Три «М», гарантирующие татарстанским симфоникам аншлаг
В Казани, Санкт-Петербурге и Москве прозвучала Симфония № 7 ми минор Густава Малера. Премьеру Государственного академического симфонического оркестра Республики Татарстан услышал культурный обозреватель «Казанского репортёра».
Густав Малер говорил, что для него «писать симфонию – значит всеми средствами имеющейся техники строить новый мир». Художественный руководитель и главный дирижёр Государственного академического симфонического оркестра Республики Татарстан Александр Сладковский в малеровской вселенной, прежде всего, выделяет «чувство щемящей боли, проходящей через все симфонии, лейтмотив человеческой обречённости». Возможно, именно поэтому в качестве пролога к Симфонии № 7 ми минор – «невероятный сгусток боли и всё-таки надежда на свет, очень ярко вспыхивающий в финале» – в Казани он поставил литературно-музыкальную композицию по повести Александра Пушкина «Метель» Георгия Свиридова, тем самым обеспечив целостность концертной программе. Москвичи и питерцы оказались обделёнными этой чрезвычайно значимой концептуальной частью публичной исповеди маэстро.

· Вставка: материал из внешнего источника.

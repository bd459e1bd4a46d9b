//! Persistent state store using sled database

use acctreg_core::{
    IterOrder, KvIter, RegistryError, RegistryResult, StateChange, StateMutator, StateProvider,
};
use sled::{Db, Tree};
use std::path::Path;
use tracing::debug;

use crate::store::{range_bounds, range_is_empty};

const STATE_TREE: &str = "state";

fn storage_err(e: sled::Error) -> RegistryError {
    RegistryError::StorageError(e.to_string())
}

/// Persistent state store backed by sled database
pub struct PersistentStateStore {
    db: Db,
    state: Tree,
}

impl PersistentStateStore {
    pub fn open<P: AsRef<Path>>(path: P) -> RegistryResult<Self> {
        let db = sled::open(path.as_ref()).map_err(storage_err)?;
        let state = db.open_tree(STATE_TREE).map_err(storage_err)?;

        debug!(path = %path.as_ref().display(), entries = state.len(), "opened state store");

        Ok(Self { db, state })
    }

    /// Flush pending writes to disk
    pub fn flush(&self) -> RegistryResult<()> {
        self.db.flush().map_err(storage_err)?;
        Ok(())
    }
}

impl StateProvider for PersistentStateStore {
    fn get(&self, key: &[u8]) -> RegistryResult<Option<Vec<u8>>> {
        self.state
            .get(key)
            .map(|opt| opt.map(|v| v.to_vec()))
            .map_err(storage_err)
    }

    fn exists(&self, key: &[u8]) -> RegistryResult<bool> {
        self.state.contains_key(key).map_err(storage_err)
    }

    fn iter_range(
        &self,
        start: Option<&[u8]>,
        end: Option<&[u8]>,
        order: IterOrder,
    ) -> RegistryResult<KvIter<'_>> {
        if range_is_empty(start, end) {
            return Ok(Box::new(std::iter::empty()));
        }

        let iter = self.state.range::<&[u8], _>(range_bounds(start, end));
        let convert = |item: Result<(sled::IVec, sled::IVec), sled::Error>| {
            item.map(|(k, v)| (k.to_vec(), v.to_vec())).map_err(storage_err)
        };

        Ok(match order {
            IterOrder::Ascending => Box::new(iter.map(convert)),
            IterOrder::Descending => Box::new(iter.rev().map(convert)),
        })
    }
}

impl StateMutator for PersistentStateStore {
    fn set(&self, key: &[u8], value: &[u8]) -> RegistryResult<()> {
        self.state.insert(key, value).map_err(storage_err)?;
        Ok(())
    }

    fn delete(&self, key: &[u8]) -> RegistryResult<()> {
        self.state.remove(key).map_err(storage_err)?;
        Ok(())
    }

    fn apply_batch(&self, changes: Vec<StateChange>) -> RegistryResult<()> {
        let count = changes.len();
        let mut batch = sled::Batch::default();

        for change in changes {
            match change {
                StateChange::Set { key, value } => batch.insert(key, value),
                StateChange::Delete { key } => batch.remove(key),
            }
        }

        self.state.apply_batch(batch).map_err(storage_err)?;
        self.flush()?;

        debug!(changes = count, "applied state batch");
        Ok(())
    }
}

#[cfg(test)]
mod tests {
    use super::*;
    use tempfile::TempDir;

    #[test]
    fn test_persistent_store_basic() {
        let tmp = TempDir::new().unwrap();
        let store = PersistentStateStore::open(tmp.path()).unwrap();

        store.set(b"key1", b"value1").unwrap();
        let value = store.get(b"key1").unwrap();
        assert_eq!(value, Some(b"value1".to_vec()));

        store.delete(b"key1").unwrap();
        let value = store.get(b"key1").unwrap();
        assert_eq!(value, None);
    }

    #[test]
    fn test_persistent_store_reopen() {
        let tmp = TempDir::new().unwrap();

        {
            let store = PersistentStateStore::open(tmp.path()).unwrap();
            store.set(b"key1", b"value1").unwrap();
            let changes = vec![StateChange::Set {
                key: b"k2".to_vec(),
                value: b"v2".to_vec(),
            }];
            store.apply_batch(changes).unwrap();
        }

        {
            let store = PersistentStateStore::open(tmp.path()).unwrap();
            assert_eq!(store.get(b"key1").unwrap(), Some(b"value1".to_vec()));
            assert_eq!(store.get(b"k2").unwrap(), Some(b"v2".to_vec()));
        }
    }

    #[test]
    fn test_persistent_store_range() {
        let tmp = TempDir::new().unwrap();
        let store = PersistentStateStore::open(tmp.path()).unwrap();
        for k in [&b"\x01b"[..], b"\x01a", b"\x02a", b"\x00z"] {
            store.set(k, b"v").unwrap();
        }

        let asc: Vec<Vec<u8>> = store
            .iter_range(Some(&[0x01][..]), Some(&[0x02][..]), IterOrder::Ascending)
            .unwrap()
            .map(|r| r.unwrap().0)
            .collect();
        assert_eq!(asc, vec![b"\x01a".to_vec(), b"\x01b".to_vec()]);

        let desc: Vec<Vec<u8>> = store
            .iter_range(None, None, IterOrder::Descending)
            .unwrap()
            .map(|r| r.unwrap().0)
            .collect();
        assert_eq!(desc.first(), Some(&b"\x02a".to_vec()));
        assert_eq!(desc.last(), Some(&b"\x00z".to_vec()));
    }
}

Три «М» сошлись во едино, чтобы Государственный Большой концертный зал имени Салиха Сайдашева был не то, что наполнен, но переполнен жаждущими стать причастными этому историческому событию.
Вновь завьюжило, запорошило
Вечер открывали потрясающие в своей простоте текст пушкинской «Метели» в восхитительном прочтении Вениамина Смехова и симфонические иллюстрации к ней Георгия Свиридова в сентиментально-романтической интерпретации Александра Сладковского.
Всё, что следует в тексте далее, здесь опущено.